§ **Problem to work on**:
All that should be output is the block of lines below from the line with "use std::marker::PhantomData;" to the line with "it was dropped", both included, exactly as written.

Listed records Block Start

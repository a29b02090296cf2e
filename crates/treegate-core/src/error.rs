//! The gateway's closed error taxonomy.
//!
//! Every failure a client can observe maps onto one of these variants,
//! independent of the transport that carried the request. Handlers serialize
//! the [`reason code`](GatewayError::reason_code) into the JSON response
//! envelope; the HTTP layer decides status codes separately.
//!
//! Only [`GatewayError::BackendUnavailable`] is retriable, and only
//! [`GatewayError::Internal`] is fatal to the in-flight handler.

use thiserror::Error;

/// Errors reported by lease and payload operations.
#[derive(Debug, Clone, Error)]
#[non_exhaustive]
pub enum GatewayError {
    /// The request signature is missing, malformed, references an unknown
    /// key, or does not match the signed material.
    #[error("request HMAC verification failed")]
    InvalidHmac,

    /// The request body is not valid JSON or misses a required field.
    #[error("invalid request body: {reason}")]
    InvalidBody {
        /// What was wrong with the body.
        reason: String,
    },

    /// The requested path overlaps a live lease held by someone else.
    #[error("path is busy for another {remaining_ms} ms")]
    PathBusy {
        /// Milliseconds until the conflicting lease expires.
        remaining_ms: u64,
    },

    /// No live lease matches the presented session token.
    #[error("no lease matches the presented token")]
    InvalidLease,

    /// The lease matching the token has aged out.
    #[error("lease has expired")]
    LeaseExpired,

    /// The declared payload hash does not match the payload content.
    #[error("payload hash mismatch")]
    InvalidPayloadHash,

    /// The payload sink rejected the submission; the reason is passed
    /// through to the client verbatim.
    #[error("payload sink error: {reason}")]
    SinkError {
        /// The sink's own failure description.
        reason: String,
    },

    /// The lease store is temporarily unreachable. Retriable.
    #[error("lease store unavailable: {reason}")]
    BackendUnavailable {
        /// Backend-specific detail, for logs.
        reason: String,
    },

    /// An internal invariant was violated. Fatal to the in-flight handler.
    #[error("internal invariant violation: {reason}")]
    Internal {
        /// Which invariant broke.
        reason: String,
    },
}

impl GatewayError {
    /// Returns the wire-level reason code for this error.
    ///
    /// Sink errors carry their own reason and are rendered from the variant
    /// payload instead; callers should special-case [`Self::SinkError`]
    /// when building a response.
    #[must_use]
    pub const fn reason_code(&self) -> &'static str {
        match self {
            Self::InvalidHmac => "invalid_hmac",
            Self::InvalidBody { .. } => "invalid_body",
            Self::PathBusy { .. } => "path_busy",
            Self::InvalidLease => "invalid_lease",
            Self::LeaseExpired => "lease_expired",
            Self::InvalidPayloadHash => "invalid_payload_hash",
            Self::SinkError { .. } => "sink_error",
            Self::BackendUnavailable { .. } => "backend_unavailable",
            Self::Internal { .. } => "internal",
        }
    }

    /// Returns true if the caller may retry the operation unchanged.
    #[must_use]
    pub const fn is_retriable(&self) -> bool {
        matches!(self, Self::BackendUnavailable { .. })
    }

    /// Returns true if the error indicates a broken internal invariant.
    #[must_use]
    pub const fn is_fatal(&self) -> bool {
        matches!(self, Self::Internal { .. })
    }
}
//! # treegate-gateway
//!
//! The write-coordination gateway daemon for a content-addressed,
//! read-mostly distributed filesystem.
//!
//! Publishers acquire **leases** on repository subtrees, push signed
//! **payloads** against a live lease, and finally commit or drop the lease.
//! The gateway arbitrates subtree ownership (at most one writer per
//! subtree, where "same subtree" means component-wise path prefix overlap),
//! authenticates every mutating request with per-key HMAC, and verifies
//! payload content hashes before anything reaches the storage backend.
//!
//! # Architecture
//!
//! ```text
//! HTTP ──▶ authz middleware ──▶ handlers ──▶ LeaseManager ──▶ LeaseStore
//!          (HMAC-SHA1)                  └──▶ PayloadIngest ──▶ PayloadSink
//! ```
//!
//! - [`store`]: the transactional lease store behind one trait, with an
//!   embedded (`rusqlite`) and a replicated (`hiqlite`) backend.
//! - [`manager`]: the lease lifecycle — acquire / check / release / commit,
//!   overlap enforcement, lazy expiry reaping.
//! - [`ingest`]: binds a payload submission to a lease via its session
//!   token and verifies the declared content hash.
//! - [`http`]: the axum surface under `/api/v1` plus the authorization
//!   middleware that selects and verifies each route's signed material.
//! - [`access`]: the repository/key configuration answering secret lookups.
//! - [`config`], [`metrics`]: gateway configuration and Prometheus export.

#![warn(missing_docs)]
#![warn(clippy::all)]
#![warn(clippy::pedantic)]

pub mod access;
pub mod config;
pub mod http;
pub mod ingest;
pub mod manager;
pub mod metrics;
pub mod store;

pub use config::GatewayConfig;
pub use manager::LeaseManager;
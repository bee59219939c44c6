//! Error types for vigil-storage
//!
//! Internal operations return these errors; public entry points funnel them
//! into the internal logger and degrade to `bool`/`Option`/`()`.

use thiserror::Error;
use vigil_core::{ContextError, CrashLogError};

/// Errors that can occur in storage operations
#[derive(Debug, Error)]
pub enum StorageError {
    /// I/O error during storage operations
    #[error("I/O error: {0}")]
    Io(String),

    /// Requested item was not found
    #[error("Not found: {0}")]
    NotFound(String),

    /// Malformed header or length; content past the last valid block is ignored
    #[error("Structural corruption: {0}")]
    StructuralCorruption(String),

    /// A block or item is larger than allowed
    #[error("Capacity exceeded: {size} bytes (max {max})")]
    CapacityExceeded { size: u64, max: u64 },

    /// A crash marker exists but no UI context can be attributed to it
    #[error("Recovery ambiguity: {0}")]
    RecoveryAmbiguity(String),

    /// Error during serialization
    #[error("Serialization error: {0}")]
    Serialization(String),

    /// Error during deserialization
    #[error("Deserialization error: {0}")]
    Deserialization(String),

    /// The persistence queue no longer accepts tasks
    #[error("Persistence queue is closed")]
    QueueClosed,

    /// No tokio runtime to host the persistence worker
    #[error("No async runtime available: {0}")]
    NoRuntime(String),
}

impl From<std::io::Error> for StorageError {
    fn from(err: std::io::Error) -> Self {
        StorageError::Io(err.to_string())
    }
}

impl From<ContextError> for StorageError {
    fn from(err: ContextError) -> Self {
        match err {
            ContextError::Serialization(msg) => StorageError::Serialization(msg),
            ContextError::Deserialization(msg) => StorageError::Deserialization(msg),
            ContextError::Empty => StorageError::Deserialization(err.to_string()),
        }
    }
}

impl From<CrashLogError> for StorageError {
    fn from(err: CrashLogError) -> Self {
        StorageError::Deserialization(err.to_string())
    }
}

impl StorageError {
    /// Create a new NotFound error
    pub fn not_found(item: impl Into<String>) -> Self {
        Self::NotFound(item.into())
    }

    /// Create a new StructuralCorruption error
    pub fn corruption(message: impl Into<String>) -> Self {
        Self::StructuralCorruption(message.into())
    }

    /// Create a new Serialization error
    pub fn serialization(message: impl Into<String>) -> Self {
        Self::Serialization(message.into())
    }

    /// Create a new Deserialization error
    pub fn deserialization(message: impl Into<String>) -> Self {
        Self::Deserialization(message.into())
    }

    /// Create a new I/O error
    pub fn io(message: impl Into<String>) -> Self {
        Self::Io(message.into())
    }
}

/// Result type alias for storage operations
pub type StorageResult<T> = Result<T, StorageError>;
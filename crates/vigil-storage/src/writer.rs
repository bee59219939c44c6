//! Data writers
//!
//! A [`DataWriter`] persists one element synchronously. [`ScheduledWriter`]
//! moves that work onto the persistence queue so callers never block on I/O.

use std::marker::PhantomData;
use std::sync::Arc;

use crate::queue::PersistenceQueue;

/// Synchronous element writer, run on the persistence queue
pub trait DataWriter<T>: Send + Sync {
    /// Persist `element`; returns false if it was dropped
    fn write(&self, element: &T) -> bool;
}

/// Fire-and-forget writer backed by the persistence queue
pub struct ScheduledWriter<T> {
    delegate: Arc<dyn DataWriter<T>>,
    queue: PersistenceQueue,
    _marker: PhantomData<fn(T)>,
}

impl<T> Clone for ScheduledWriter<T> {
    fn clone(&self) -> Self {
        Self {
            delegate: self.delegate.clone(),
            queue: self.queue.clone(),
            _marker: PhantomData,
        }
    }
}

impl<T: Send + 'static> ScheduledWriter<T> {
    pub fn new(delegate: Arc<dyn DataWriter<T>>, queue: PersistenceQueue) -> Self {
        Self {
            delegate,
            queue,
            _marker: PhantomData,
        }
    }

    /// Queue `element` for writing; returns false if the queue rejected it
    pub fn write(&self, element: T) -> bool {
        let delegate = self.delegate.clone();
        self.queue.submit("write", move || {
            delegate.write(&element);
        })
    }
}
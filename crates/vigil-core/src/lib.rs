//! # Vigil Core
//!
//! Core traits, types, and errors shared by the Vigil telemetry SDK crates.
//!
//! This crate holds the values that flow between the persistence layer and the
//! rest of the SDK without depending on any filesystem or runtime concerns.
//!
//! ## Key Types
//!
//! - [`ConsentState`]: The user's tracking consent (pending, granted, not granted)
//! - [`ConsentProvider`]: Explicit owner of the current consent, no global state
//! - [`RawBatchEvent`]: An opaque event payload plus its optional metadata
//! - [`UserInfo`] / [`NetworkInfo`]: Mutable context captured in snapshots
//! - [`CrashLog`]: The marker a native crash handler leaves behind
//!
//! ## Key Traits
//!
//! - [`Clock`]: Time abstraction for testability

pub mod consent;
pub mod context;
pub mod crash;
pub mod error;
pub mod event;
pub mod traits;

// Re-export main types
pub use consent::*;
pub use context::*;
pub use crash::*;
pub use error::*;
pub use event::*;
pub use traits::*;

Listed records Block End

§ **Written response**:
use std::marker::PhantomData;
use std::sync::Arc;

use crate::queue::PersistenceQueue;

/// Synchronous element writer, run on the persistence queue
pub trait DataWriter<T>: Send + Sync {
    /// Persist `element`; returns false if it was dropped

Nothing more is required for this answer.